Gravita India Ltd Q2 FY26 – From Scrap to ₹12,000 Cr Empire: 33% Profit Jump, 21% ROE, and the Global Metal Mafia Vibe
1. At a Glance – Lead, Aluminium, Plastic… and Pure Profit
When you think recycling, you imagine kabadiwalas. Gravita India turned that image into a ₹12,358 crore market-cap empire with balance sheets shinier than the metals it melts. Established in 1992, the Jaipur-based recycler now runs a four-course buffet—Lead (88% of FY24 revenue), Aluminium (8%), Plastic (3%), and Turnkey Projects (1%)—each minting money from someone else’s scrap.
Q2 FY26 was its “Revenge of the Waste” episode: Revenue ₹1,036 cr (↑11.6% YoY), PAT ₹96 cr (↑33%), and a tidy EBITDA margin of 10%. EPS? ₹13.0 for the quarter, or ₹49.1 TTM. The stock trades at ₹1,674 with a spicy P/E of 34×, ROE 21.2%, ROCE 21.5%, and a guilt-free Debt/Equity 0.14×—basically, a capital recycler that doesn’t need much capital.
Five-year profit CAGR? 48.7%. Ten-year stock CAGR? 50%. The only thing Gravita hasn’t recycled yet is its own share price correction.
2. Introduction – How a Battery Recycler Became a Global Metals Syndicate
Once upon a time, in 1992, a small Jaipur unit began melting discarded lead batteries. Three decades later, that same company is exporting lead, aluminium, and plastics to 32+ countries across four continents and running 28 subsidiaries.

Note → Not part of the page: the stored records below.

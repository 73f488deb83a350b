// ABOUTME: HTTP transport for the MCP endpoint
// ABOUTME: Authenticates the bearer caller and hands JSON-RPC requests to the MCP server
//
// SPDX-License-Identifier: MIT OR Apache-2.0
// Copyright (c) 2025 Beacon Labs

use std::sync::Arc;

use axum::extract::State;
use axum::http::{HeaderMap, StatusCode};
use axum::response::{IntoResponse, Response};
use axum::routing::post;
use axum::{Json, Router};

use crate::auth::authenticate_request;
use crate::mcp::resources::ServerResources;
use crate::mcp::schema::{JsonRpcRequest, JsonRpcResponse};
use crate::mcp::server::McpServer;

/// Router for `POST /mcp`
#[must_use]
pub fn router(resources: Arc<ServerResources>) -> Router {
    Router::new()
        .route("/mcp", post(handle_mcp))
        .with_state(resources)
}

/// Authenticate the caller, then dispatch the JSON-RPC request.
///
/// Authentication failures answer with an HTTP error status and a JSON-RPC
/// error envelope; everything after authentication answers 200 with the
/// outcome inside the envelope, as MCP clients expect.
async fn handle_mcp(
    State(resources): State<Arc<ServerResources>>,
    headers: HeaderMap,
    Json(request): Json<JsonRpcRequest>,
) -> Response {
    let caller = match authenticate_request(&headers) {
        Ok(caller) => caller,
        Err(e) => {
            let response =
                JsonRpcResponse::error(request.id, e.jsonrpc_code(), e.to_string());
            return (e.http_status(), Json(response)).into_response();
        }
    };

    let server = McpServer::new(resources);
    let response = server.handle_request(request, &caller).await;
    (StatusCode::OK, Json(response)).into_response()
}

While the world talks ESG, Gravita quietly built an empire that literally eats waste for breakfast. Its clients? Battery makers, cable companies, paint producers, die-casting shops, plastic processors—basically anyone allergic to virgin metal costs.
The latest quarter reaffirmed its formula: procure global scrap → process locally → sell value-added alloys at fat margins. And if that wasn’t enough, they now build recycling plants for others through turnkey projects—recycling technology meets franchising.
By FY27, management plans to expand capacity from ~1.7 lakh MTPA to 5 lakh MTPA, spending ₹600 crore in capex. That’s not expansion; that’s industrial puberty.
3. Business Model – WTF Do They Even Do?
Gravita’s business model is a financial alchemy lab: turn scrap into gold (well, lead—but profit shines the same).
Lead Recycling (88%) – The flagship. Produces refined lead, alloys, oxides, and red lead used in batteries and pigments. EBITDA/tonne: ₹19,030. Basically, they melt old car batteries into dividends.
Plastic Recycling (3%) – Food-grade PET flakes and plastic granules. EBITDA/tonne ₹20,861. Proof that trash bottles can beat FMCG margins.
Turnkey Projects (1%) – Designs and commissions recycling plants globally. Over 70 projects executed across Qatar, UAE, Poland, Chile, etc.
In FY24, value-added products contributed 45% of revenue; the goal is 50% by FY27. The overseas operations (32% of revenue) punch way above their weight—accounting for 53% of total profits.
With 31 scrap-procurement yards and 1,700 touchpoints, Gravita runs a logistics network so wide it could probably find your lost charger cable too.
4. Financials Overview
Metric
Latest Qtr (Q2 FY26)
YoY Qtr (Q2 FY25)
Prev Qtr (Q1 FY26)
YoY %
QoQ %
Revenue (₹ Cr)
1,036
927
1,040
+11.8 %
-0.4 %
EBITDA (₹ Cr)
102
63
101
+61.9 %
+1 %
PAT (₹ Cr)
96
72
93
+33 %
+3 %
EPS (₹)
13.0
10.4
12.6
+25 %
+3 %
Annualised EPS ≈ ₹52 → P/E ≈ 32×.
Commentary: Revenue stayed flat sequentially, but margins flexed harder than a gym influencer. 10% OPM and 9% NPM in a metals business? That’s practically FMCG.